The team analyzed studies on spring break from 1980 to 2010 and found that scholars are divided on whether college students actually increase extreme behaviors during the break. They said that the activities at spring break locations may not differ much from what would be seen as typical weekend behavior on most college campuses.
“The more you are part of the party atmosphere in the university, the more likely you are to engage in those behaviors during spring break,” said Benjamin Hickerson, Assistant Professor of Recreation, Park and Tourism Management at Penn State. “You probably won’t completely deviate from your campus behaviors, and those behaviors are a very good predictor of how you’ll behave on spring break.”
Hickerson said that the media portrayal of spring break as well as most current scholarship on the subject may not give the complete picture of the experience.

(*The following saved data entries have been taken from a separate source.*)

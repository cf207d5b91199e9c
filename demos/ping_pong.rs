//! Ping Pong - request/response between two modules over TCP.
//!
//! This example demonstrates:
//! - Building a module with typed exports
//! - Connecting two modules with stream ports over a local TCP socket
//! - Remote errors and per-call timeouts
//!
//! Run with `RUST_LOG=remote_invoke=debug` to see protocol traffic.

use std::sync::Arc;
use std::time::Duration;

use remote_invoke::{BoxError, InvokeRequest, RemoteInvoke, StreamPort, StreamPortConfig};
use serde::{Deserialize, Serialize};
use serde_json::Value;
use tokio::net::TcpListener;
use tracing_subscriber::{layer::SubscriberExt as _, util::SubscriberInitExt as _};

/// Input of the `greet` export.
#[derive(Serialize, Deserialize, Debug)]
struct Greeting {
    name: String,
}

#[tokio::main]
async fn main() -> Result<(), Box<dyn std::error::Error>> {
    tracing_subscriber::registry()
        .with(tracing_subscriber::fmt::layer())
        .with(tracing_subscriber::EnvFilter::from_default_env())
        .init();

    let listener = TcpListener::bind("127.0.0.1:0").await?;
    let addr = listener.local_addr()?;

    let client_port = StreamPort::connect_tcp(addr, StreamPortConfig::default()).await?;
    let (socket, _) = listener.accept().await?;
    socket.set_nodelay(true)?;
    let server_port = StreamPort::new(socket, StreamPortConfig::default());

    let _server = RemoteInvoke::builder("server")
        .print_message(true)
        .export("ping", |_: (), _ctx| async { Ok::<_, BoxError>("pong") })
        .export("greet", |input: Greeting, ctx| async move {
            Ok::<_, BoxError>(format!("hello {}, from {}", input.name, ctx.sender()))
        })
        .export("fail", |_: (), _ctx| async {
            Err::<(), BoxError>("this export always fails".into())
        })
        .export("sleep", |ms: u64, _ctx| async move {
            tokio::time::sleep(Duration::from_millis(ms)).await;
            Ok::<_, BoxError>(ms)
        })
        .port(Arc::new(server_port))
        .build()?;

    let client = RemoteInvoke::builder("client")
        .port(Arc::new(client_port))
        .build()?;

    let pong = client.invoke("server", "ping", &()).await?;
    println!("ping -> {}", pong.data);

    let greeting: String = client
        .invoke("server", "greet", &Greeting { name: "world".into() })
        .await?
        .data_as()?;
    println!("greet -> {}", greeting);

    match client.invoke("server", "fail", &()).await {
        Ok(result) => println!("fail -> unexpected {}", result.data),
        Err(e) => println!("fail -> {}", e),
    }

    let request = InvokeRequest::json(&500u64)?.with_timeout(Duration::from_millis(100));
    match client.invoke_with("server", "sleep", request).await {
        Ok(result) => println!("sleep -> {}", result.data),
        Err(e) => println!("sleep -> {}", e),
    }

    let missing = client.invoke("server", "missing", &Value::Null).await;
    println!("missing -> {:?}", missing.map(|r| r.data));

    client.close();
    Ok(())
}
//! File Transfer - pull-based file pieces in both directions.
//!
//! This example demonstrates:
//! - Attaching a buffer file to an invoke request
//! - Reading request files piece by piece inside an export
//! - Replying with a file produced on demand

use std::sync::Arc;

use bytes::Bytes;
use remote_invoke::handler::HandlerResult;
use remote_invoke::{
    BoxError, InvokeContext, InvokeReply, InvokeRequest, MemoryPort, OutgoingFile, RemoteInvoke,
};
use serde_json::{json, Value};
use tracing_subscriber::{layer::SubscriberExt as _, util::SubscriberInitExt as _};

#[tokio::main]
async fn main() -> Result<(), Box<dyn std::error::Error>> {
    tracing_subscriber::registry()
        .with(tracing_subscriber::fmt::layer())
        .with(tracing_subscriber::EnvFilter::from_default_env())
        .init();

    let (a, b) = MemoryPort::pair();

    let _storage = RemoteInvoke::builder("storage")
        .file_piece_size(64 * 1024)
        .export_raw("checksum", |mut ctx: InvokeContext| async move {
            let mut report = Vec::new();
            for mut file in ctx.take_files() {
                let mut sum: u64 = 0;
                let mut pieces = 0;
                while let Some(chunk) = file.next_chunk().await? {
                    sum = chunk.iter().fold(sum, |acc, b| acc.wrapping_add(*b as u64));
                    pieces += 1;
                }
                report.push(json!({
                    "name": file.name(),
                    "bytes": file.downloaded(),
                    "pieces": pieces,
                    "sum": sum,
                }));
            }
            HandlerResult::Ok(InvokeReply::new(json!(report)))
        })
        .export_raw("countdown", |ctx: InvokeContext| async move {
            let from: u64 = ctx.data_as()?;
            let lines = OutgoingFile::from_producer("countdown.txt", move |index| async move {
                let line = (index <= from).then(|| Bytes::from(format!("{}\n", from - index)));
                Ok::<_, BoxError>(line)
            });
            HandlerResult::Ok(InvokeReply::new(Value::Null).with_file(lines))
        })
        .port(Arc::new(a))
        .build()?;

    let app = RemoteInvoke::builder("app")
        .file_piece_size(64 * 1024)
        .port(Arc::new(b))
        .build()?;

    let blob: Vec<u8> = (0..1_000_000u32).map(|i| (i % 256) as u8).collect();
    let request = InvokeRequest::new(Value::Null)
        .with_file(OutgoingFile::from_bytes("blob.bin", blob))
        .with_file(OutgoingFile::from_bytes("hello.txt", "hello world"));
    let report = app.invoke_with("storage", "checksum", request).await?;
    println!("checksum -> {}", report.data);

    let countdown = app.invoke("storage", "countdown", &5).await?;
    if let Some(text) = countdown.file("countdown.txt") {
        print!("countdown.txt:\n{}", String::from_utf8_lossy(text));
    }

    Ok(())
}
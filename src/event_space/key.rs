//! Key paths for the event space.

use std::fmt;

use crate::protocol::{path_segments, MessageType};

/// One segment of a key path.
#[derive(Debug, Clone, PartialEq, Eq, Hash)]
pub enum KeySegment {
    /// Message type (or local marker) at the head of a path.
    Type(MessageType),
    /// Module name or path segment.
    Text(String),
    /// Message id, file id or index.
    Id(u64),
}

impl From<MessageType> for KeySegment {
    fn from(ty: MessageType) -> Self {
        KeySegment::Type(ty)
    }
}

impl From<&str> for KeySegment {
    fn from(s: &str) -> Self {
        KeySegment::Text(s.to_string())
    }
}

impl From<String> for KeySegment {
    fn from(s: String) -> Self {
        KeySegment::Text(s)
    }
}

impl From<&String> for KeySegment {
    fn from(s: &String) -> Self {
        KeySegment::Text(s.clone())
    }
}

impl From<u64> for KeySegment {
    fn from(n: u64) -> Self {
        KeySegment::Id(n)
    }
}

impl fmt::Display for KeySegment {
    fn fmt(&self, f: &mut fmt::Formatter<'_>) -> fmt::Result {
        match self {
            KeySegment::Type(ty) => write!(f, "{}", ty),
            KeySegment::Text(s) => f.write_str(s),
            KeySegment::Id(n) => write!(f, "{}", n),
        }
    }
}

/// Ordered key path, e.g. `[invoke_response, 42]`.
#[derive(Debug, Clone, PartialEq, Eq, Hash, Default)]
pub struct EventKey(Vec<KeySegment>);

impl EventKey {
    /// Start a key with a message type.
    pub fn new(ty: MessageType) -> Self {
        Self(vec![KeySegment::Type(ty)])
    }

    /// Append a segment.
    pub fn with(mut self, segment: impl Into<KeySegment>) -> Self {
        self.0.push(segment.into());
        self
    }

    /// Append every segment of a dot-separated path.
    pub fn with_path(mut self, path: &str) -> Self {
        self.0.extend(path_segments(path).map(KeySegment::from));
        self
    }

    /// Key segments.
    pub fn segments(&self) -> &[KeySegment] {
        &self.0
    }

    /// Number of segments.
    pub fn len(&self) -> usize {
        self.0.len()
    }

    /// Check if the key has no segments.
    pub fn is_empty(&self) -> bool {
        self.0.is_empty()
    }
}

impl From<Vec<KeySegment>> for EventKey {
    fn from(segments: Vec<KeySegment>) -> Self {
        Self(segments)
    }
}

impl fmt::Display for EventKey {
    fn fmt(&self, f: &mut fmt::Formatter<'_>) -> fmt::Result {
        f.write_str("[")?;
        for (i, segment) in self.0.iter().enumerate() {
            if i > 0 {
                f.write_str(", ")?;
            }
            write!(f, "{}", segment)?;
        }
        f.write_str("]")
    }
}

/// Build an [`EventKey`] from a message type and any number of segments.
///
/// ```
/// use remote_invoke::event_key;
/// use remote_invoke::protocol::MessageType;
///
/// let key = event_key![MessageType::InvokeResponse, 42u64];
/// assert_eq!(key.to_string(), "[invoke_response, 42]");
/// ```
#[macro_export]
macro_rules! event_key {
    ($ty:expr $(, $segment:expr)* $(,)?) => {
        $crate::event_space::EventKey::new($ty)$(.with($segment))*
    };
}
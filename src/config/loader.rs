//! Configuration Loader - File Loading and Validation
//!
//! Handles loading `config.toml`, validating all parameters,
//! and providing clear error messages for misconfiguration.

use std::path::Path;

use anyhow::{Context, Result};
use rust_decimal::Decimal;
use tracing::info;

use super::{AppConfig, VenueKind};

/// Load and validate configuration from a TOML file.
///
/// # Errors
/// Returns detailed error if:
/// - File doesn't exist or can't be read
/// - TOML parsing fails
/// - Validation rules are violated
pub fn load_config(path: &str) -> Result<AppConfig> {
  let path = Path::new(path);

  let content = std::fs::read_to_string(path)
    .with_context(|| format!("Failed to read config file: {}", path.display()))?;

  let config = parse_config(&content)?;

  info!(
    contract = %config.strategy.contract_id,
    direction = %config.strategy.direction,
    quantity = %config.strategy.quantity,
    take_profit = %config.strategy.take_profit,
    max_orders = config.strategy.max_orders,
    venue = ?config.venue.exchange,
    "Configuration loaded successfully"
  );

  Ok(config)
}

/// Parse and validate configuration from TOML text.
pub fn parse_config(content: &str) -> Result<AppConfig> {
  let config: AppConfig = toml::from_str(content).with_context(|| "Failed to parse config.toml")?;
  validate_config(&config)?;
  Ok(config)
}

/// Validate all configuration parameters.
///
/// Checks for:
/// - Positive size, take-profit and tick
/// - Non-zero order ceiling and cadence
/// - Consistent paper quotes
pub fn validate_config(config: &AppConfig) -> Result<()> {
  let s = &config.strategy;

  anyhow::ensure!(!s.ticker.is_empty(), "strategy.ticker must not be empty");
  anyhow::ensure!(
    !s.contract_id.is_empty(),
    "strategy.contract_id must not be empty"
  );
  anyhow::ensure!(
    s.quantity > Decimal::ZERO,
    "strategy.quantity must be positive, got {}",
    s.quantity
  );
  anyhow::ensure!(
    s.take_profit > Decimal::ZERO,
    "strategy.take_profit must be positive, got {}",
    s.take_profit
  );
  anyhow::ensure!(
    s.tick_size > Decimal::ZERO,
    "strategy.tick_size must be positive, got {}",
    s.tick_size
  );
  anyhow::ensure!(s.max_orders > 0, "strategy.max_orders must be at least 1");
  anyhow::ensure!(
    s.cycle_interval_ms > 0,
    "strategy.cycle_interval_ms must be positive"
  );
  anyhow::ensure!(
    s.resync_interval_secs > 0,
    "strategy.resync_interval_secs must be positive"
  );

  // Thresholds: negative disables, zero is a legal price only for sell-side stops.
  if s.stop_price >= Decimal::ZERO && s.pause_price >= Decimal::ZERO {
    anyhow::ensure!(
      s.stop_price != s.pause_price,
      "strategy.stop_price and strategy.pause_price must differ when both are set"
    );
  }

  if config.venue.exchange == VenueKind::Paper {
    let p = &config.venue.paper;
    anyhow::ensure!(
      p.best_bid > Decimal::ZERO && p.best_bid < p.best_ask,
      "venue.paper quotes must satisfy 0 < best_bid < best_ask, got {} / {}",
      p.best_bid,
      p.best_ask
    );
  } else {
    anyhow::ensure!(!config.venue.rest_url.is_empty(), "venue.rest_url must not be empty");
    anyhow::ensure!(!config.venue.ws_url.is_empty(), "venue.ws_url must not be empty");
    anyhow::ensure!(
      config.venue.max_requests_per_second > 0,
      "venue.max_requests_per_second must be positive"
    );
  }

  Ok(())
}

#[cfg(test)]
mod tests {
  use super::*;
  use crate::config::GridPolicy;
  use crate::domain::order::Direction;
  use rust_decimal_macros::dec;

  const MINIMAL: &str = r#"
[bot]
name = "eth-long"

[strategy]
ticker = "ETH"
contract_id = "ETHUSDT"
quantity = 0.1
take_profit = 0.02
tick_size = 0.01
direction = "buy"
max_orders = 10
wait_time_secs = 30

[venue]
exchange = "paper"
"#;

  #[test]
  fn test_load_nonexistent_file() {
    let result = load_config("nonexistent.toml");
    assert!(result.is_err());
  }

  #[test]
  fn test_defaults_disable_guards() {
    let config = parse_config(MINIMAL).unwrap();
    let s = &config.strategy;
    assert_eq!(s.direction, Direction::Buy);
    assert_eq!(s.grid_step, dec!(-100));
    assert_eq!(s.stop_price, dec!(-1));
    assert_eq!(s.pause_price, dec!(-1));
    assert_eq!(s.grid_policy, GridPolicy::Defer);
    assert!(!s.adaptive_cooldown);
    assert_eq!(s.order_timeout(), s.wait_time());
    assert_eq!(config.persistence.data_dir, "data");
  }

  #[test]
  fn test_rejects_zero_max_orders() {
    let text = MINIMAL.replace("max_orders = 10", "max_orders = 0");
    assert!(parse_config(&text).is_err());
  }

  #[test]
  fn test_rejects_non_positive_take_profit() {
    let text = MINIMAL.replace("take_profit = 0.02", "take_profit = 0");
    assert!(parse_config(&text).is_err());
  }

  #[test]
  fn test_rejects_unknown_direction() {
    let text = MINIMAL.replace("direction = \"buy\"", "direction = \"long\"");
    assert!(parse_config(&text).is_err());
  }

  #[test]
  fn test_example_config_is_valid() {
    let config = parse_config(include_str!("../../config.example.toml")).unwrap();
    assert_eq!(config.venue.exchange, VenueKind::Paper);
    assert_eq!(config.strategy.max_orders, 40);
    assert_eq!(config.strategy.order_timeout(), config.strategy.wait_time());
    assert!(config.metrics.enabled);
  }

  #[test]
  fn test_load_from_file() {
    let dir = tempfile::tempdir().unwrap();
    let path = dir.path().join("config.toml");
    std::fs::write(&path, MINIMAL).unwrap();
    let config = load_config(path.to_str().unwrap()).unwrap();
    assert_eq!(config.strategy.contract_id, "ETHUSDT");
  }
}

Nuno Ribeiro, whose doctoral thesis focused on spring break culture and is a post-doctoral fellow at the Indigenous Peoples’ Health Research Centre (IPHRC) at the University of Regina, said that while some studies show that substance abuse and promiscuity increase during spring break, other reports indicate that there is little change between behaviors on spring break and ℠normal´ behavior on campus.
The team wrote in the journal Tourism Review International that since much of the research is based on data derived from self-reporting, students may skew their actual behaviors.
“Most of the data in the studies were self-reported, which could lead to a certain pressure for the subjects to conform,” Ribeiro said in the release. “In males, for example, that means they may overstate and, for females, they tend to underestimate those behaviors.” Ribeiro thinks researchers should conduct more objective and quantitative studies, as well as qualitative studies, on spring break participants to add more depth to the findings.
He said that there is little agreement between scholars currently, and that this leaves a great deal of room for future research.
The students focused on particular party spots that may also over-emphasize the amount of hedonistic self-indulgence that actually takes place in most places during spring break, according to the researchers. Ribeiro points out that most research on the spring break phenomenon ignores alternative types of spring-break trips for college students, such as missions work, service trips and study abroad programs.
The spring break experience changes over time for students, and risky behaviors tend to peak in the first year as students experiment with drugs, alcohol and sex. After this year, these behaviors tend to decrease as students find their limits. However, Ribeiro says that their behaviors rise again in the last year of school for students, which he has tagged the “last hurrah” effect.
“The variety of spring break experiences is huge,” Ribeiro said in the release. “In certain spots and in certain cases, the stereotypes of spring break excesses are correct, but in other areas it’s not as extreme as the media seem to present.”
According to Hickerson, while the spring break phenomenon is relatively new, researchers have focused attention on student motivation and behaviors during these trips. The team reviewed 29 articles on spring break tourism as well as media coverage, conference presentations, books and dissertations.